Action item
Going down the listing below, print exactly each line from the one with "repository c935da718f96353b" up to and including the one with "let public_key = hex::decode(message.require_data()?)", and skip the rest.

Data extract
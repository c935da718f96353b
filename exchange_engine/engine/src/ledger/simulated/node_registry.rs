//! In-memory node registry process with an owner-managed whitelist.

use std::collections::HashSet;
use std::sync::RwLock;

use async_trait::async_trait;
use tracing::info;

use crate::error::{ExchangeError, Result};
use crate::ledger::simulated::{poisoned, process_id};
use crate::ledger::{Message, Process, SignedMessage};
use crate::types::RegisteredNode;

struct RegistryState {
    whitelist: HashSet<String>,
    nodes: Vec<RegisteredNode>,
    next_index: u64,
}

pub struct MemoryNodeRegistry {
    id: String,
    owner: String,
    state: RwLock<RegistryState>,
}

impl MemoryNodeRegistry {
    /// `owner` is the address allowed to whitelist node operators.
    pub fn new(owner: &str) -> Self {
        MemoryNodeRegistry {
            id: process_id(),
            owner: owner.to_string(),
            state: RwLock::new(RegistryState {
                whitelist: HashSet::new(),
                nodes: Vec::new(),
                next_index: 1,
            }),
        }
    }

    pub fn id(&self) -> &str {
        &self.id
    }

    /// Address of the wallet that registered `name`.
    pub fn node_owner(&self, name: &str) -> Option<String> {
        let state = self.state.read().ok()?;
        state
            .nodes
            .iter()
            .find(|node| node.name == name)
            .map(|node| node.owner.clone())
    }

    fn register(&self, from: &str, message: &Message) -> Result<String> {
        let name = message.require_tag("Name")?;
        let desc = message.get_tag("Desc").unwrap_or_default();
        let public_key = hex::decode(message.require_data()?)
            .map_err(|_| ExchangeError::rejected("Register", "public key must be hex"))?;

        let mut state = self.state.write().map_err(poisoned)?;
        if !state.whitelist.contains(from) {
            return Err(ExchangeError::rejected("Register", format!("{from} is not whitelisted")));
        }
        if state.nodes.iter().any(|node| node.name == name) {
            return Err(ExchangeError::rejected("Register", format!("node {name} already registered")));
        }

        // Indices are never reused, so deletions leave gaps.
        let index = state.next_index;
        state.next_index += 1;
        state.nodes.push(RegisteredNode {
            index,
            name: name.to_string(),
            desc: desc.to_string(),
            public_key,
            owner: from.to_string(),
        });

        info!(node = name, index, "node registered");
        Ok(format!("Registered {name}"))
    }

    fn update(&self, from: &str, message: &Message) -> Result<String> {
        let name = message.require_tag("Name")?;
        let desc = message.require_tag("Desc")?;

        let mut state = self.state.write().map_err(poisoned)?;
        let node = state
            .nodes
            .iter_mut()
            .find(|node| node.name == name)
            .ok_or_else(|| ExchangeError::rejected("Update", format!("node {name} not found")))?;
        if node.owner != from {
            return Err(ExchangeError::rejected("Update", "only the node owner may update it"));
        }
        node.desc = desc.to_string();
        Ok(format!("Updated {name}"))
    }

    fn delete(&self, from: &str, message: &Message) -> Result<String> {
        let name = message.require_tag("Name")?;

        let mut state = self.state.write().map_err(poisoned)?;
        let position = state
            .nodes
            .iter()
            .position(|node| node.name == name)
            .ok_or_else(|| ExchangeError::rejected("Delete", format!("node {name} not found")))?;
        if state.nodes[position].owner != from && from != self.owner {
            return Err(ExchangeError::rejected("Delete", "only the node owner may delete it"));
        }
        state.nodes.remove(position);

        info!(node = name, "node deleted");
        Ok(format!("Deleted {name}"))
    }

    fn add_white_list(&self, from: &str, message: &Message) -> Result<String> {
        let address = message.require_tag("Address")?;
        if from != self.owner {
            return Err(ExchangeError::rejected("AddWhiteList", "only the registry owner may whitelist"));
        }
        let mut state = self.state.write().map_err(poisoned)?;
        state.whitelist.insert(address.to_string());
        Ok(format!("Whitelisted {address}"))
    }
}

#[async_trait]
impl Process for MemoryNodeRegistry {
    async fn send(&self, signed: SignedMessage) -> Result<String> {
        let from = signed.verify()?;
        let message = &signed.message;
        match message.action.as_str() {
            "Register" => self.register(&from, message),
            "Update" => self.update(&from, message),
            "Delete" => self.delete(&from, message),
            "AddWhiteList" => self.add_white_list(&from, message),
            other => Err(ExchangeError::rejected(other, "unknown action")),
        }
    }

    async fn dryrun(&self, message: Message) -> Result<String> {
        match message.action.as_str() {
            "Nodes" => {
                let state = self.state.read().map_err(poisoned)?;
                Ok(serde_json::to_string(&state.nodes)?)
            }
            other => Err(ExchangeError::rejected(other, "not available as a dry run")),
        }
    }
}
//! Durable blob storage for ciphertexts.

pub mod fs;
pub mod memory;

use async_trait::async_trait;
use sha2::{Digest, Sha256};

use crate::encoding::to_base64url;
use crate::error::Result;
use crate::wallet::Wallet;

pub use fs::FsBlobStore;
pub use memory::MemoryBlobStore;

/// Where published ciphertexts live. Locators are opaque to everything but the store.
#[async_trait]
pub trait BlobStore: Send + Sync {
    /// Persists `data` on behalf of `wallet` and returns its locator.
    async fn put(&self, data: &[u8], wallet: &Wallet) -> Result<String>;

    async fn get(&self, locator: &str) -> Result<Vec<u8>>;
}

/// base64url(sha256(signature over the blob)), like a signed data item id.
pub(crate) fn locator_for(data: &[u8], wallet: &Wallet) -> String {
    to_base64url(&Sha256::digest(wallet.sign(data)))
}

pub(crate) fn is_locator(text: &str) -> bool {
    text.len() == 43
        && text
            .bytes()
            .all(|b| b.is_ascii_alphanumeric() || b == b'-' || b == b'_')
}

==

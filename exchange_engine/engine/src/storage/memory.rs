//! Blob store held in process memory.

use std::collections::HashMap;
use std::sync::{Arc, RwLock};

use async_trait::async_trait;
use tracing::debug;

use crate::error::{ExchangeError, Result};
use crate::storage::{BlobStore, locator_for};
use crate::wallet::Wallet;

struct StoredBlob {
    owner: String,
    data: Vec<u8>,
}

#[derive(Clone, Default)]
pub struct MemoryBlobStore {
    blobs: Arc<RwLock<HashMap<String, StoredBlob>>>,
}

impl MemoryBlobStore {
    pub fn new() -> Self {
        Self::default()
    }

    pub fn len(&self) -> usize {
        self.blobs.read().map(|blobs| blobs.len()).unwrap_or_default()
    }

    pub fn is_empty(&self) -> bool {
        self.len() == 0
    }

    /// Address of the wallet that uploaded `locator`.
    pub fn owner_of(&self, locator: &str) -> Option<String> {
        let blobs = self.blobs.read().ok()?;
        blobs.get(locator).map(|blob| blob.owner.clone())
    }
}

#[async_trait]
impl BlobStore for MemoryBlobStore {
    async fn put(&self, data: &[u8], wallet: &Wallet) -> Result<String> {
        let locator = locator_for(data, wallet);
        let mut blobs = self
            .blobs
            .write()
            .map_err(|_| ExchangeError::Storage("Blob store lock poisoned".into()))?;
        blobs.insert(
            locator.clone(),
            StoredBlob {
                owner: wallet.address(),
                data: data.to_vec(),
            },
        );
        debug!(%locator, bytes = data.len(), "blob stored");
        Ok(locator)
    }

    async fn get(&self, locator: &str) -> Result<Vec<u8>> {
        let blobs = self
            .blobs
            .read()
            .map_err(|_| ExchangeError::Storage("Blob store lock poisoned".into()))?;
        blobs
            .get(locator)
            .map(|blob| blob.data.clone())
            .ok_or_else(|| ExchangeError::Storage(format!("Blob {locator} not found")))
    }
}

---

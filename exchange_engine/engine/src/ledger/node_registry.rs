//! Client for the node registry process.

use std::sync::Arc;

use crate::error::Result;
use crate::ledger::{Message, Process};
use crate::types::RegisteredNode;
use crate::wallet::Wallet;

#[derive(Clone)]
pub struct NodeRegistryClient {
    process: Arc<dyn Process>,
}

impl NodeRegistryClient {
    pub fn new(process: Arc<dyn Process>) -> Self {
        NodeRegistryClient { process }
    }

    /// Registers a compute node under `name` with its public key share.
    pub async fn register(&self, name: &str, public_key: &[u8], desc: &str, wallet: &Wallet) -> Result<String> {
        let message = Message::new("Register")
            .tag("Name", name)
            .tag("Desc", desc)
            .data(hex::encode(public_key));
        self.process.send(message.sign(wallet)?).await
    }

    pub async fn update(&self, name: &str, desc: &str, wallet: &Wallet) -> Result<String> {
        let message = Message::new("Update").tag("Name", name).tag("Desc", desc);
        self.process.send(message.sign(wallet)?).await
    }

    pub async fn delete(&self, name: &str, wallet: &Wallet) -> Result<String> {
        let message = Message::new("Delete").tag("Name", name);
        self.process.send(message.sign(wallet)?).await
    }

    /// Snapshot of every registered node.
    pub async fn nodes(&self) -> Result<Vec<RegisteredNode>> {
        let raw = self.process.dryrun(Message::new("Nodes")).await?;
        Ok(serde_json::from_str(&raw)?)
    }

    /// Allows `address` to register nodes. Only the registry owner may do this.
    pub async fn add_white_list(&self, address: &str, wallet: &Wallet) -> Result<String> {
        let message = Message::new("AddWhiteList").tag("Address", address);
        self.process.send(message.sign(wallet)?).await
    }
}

Output for this exercise
repository c935da718f96353b
filename exchange_engine/engine/src/ledger/simulated/node_registry.rs
//! In-memory node registry process with an owner-managed whitelist.

use std::collections::HashSet;
use std::sync::RwLock;

use async_trait::async_trait;
use tracing::info;

use crate::error::{ExchangeError, Result};
use crate::ledger::simulated::{poisoned, process_id};
use crate::ledger::{Message, Process, SignedMessage};
use crate::types::RegisteredNode;

struct RegistryState {
    whitelist: HashSet<String>,
    nodes: Vec<RegisteredNode>,
    next_index: u64,
}

pub struct MemoryNodeRegistry {
    id: String,
    owner: String,
    state: RwLock<RegistryState>,
}

impl MemoryNodeRegistry {
    /// `owner` is the address allowed to whitelist node operators.
    pub fn new(owner: &str) -> Self {
        MemoryNodeRegistry {
            id: process_id(),
            owner: owner.to_string(),
            state: RwLock::new(RegistryState {
                whitelist: HashSet::new(),
                nodes: Vec::new(),
                next_index: 1,
            }),
        }
    }

    pub fn id(&self) -> &str {
        &self.id
    }

    /// Address of the wallet that registered `name`.
    pub fn node_owner(&self, name: &str) -> Option<String> {
        let state = self.state.read().ok()?;
        state
            .nodes
            .iter()
            .find(|node| node.name == name)
            .map(|node| node.owner.clone())
    }

    fn register(&self, from: &str, message: &Message) -> Result<String> {
        let name = message.require_tag("Name")?;
        let desc = message.get_tag("Desc").unwrap_or_default();
        let public_key = hex::decode(message.require_data()?)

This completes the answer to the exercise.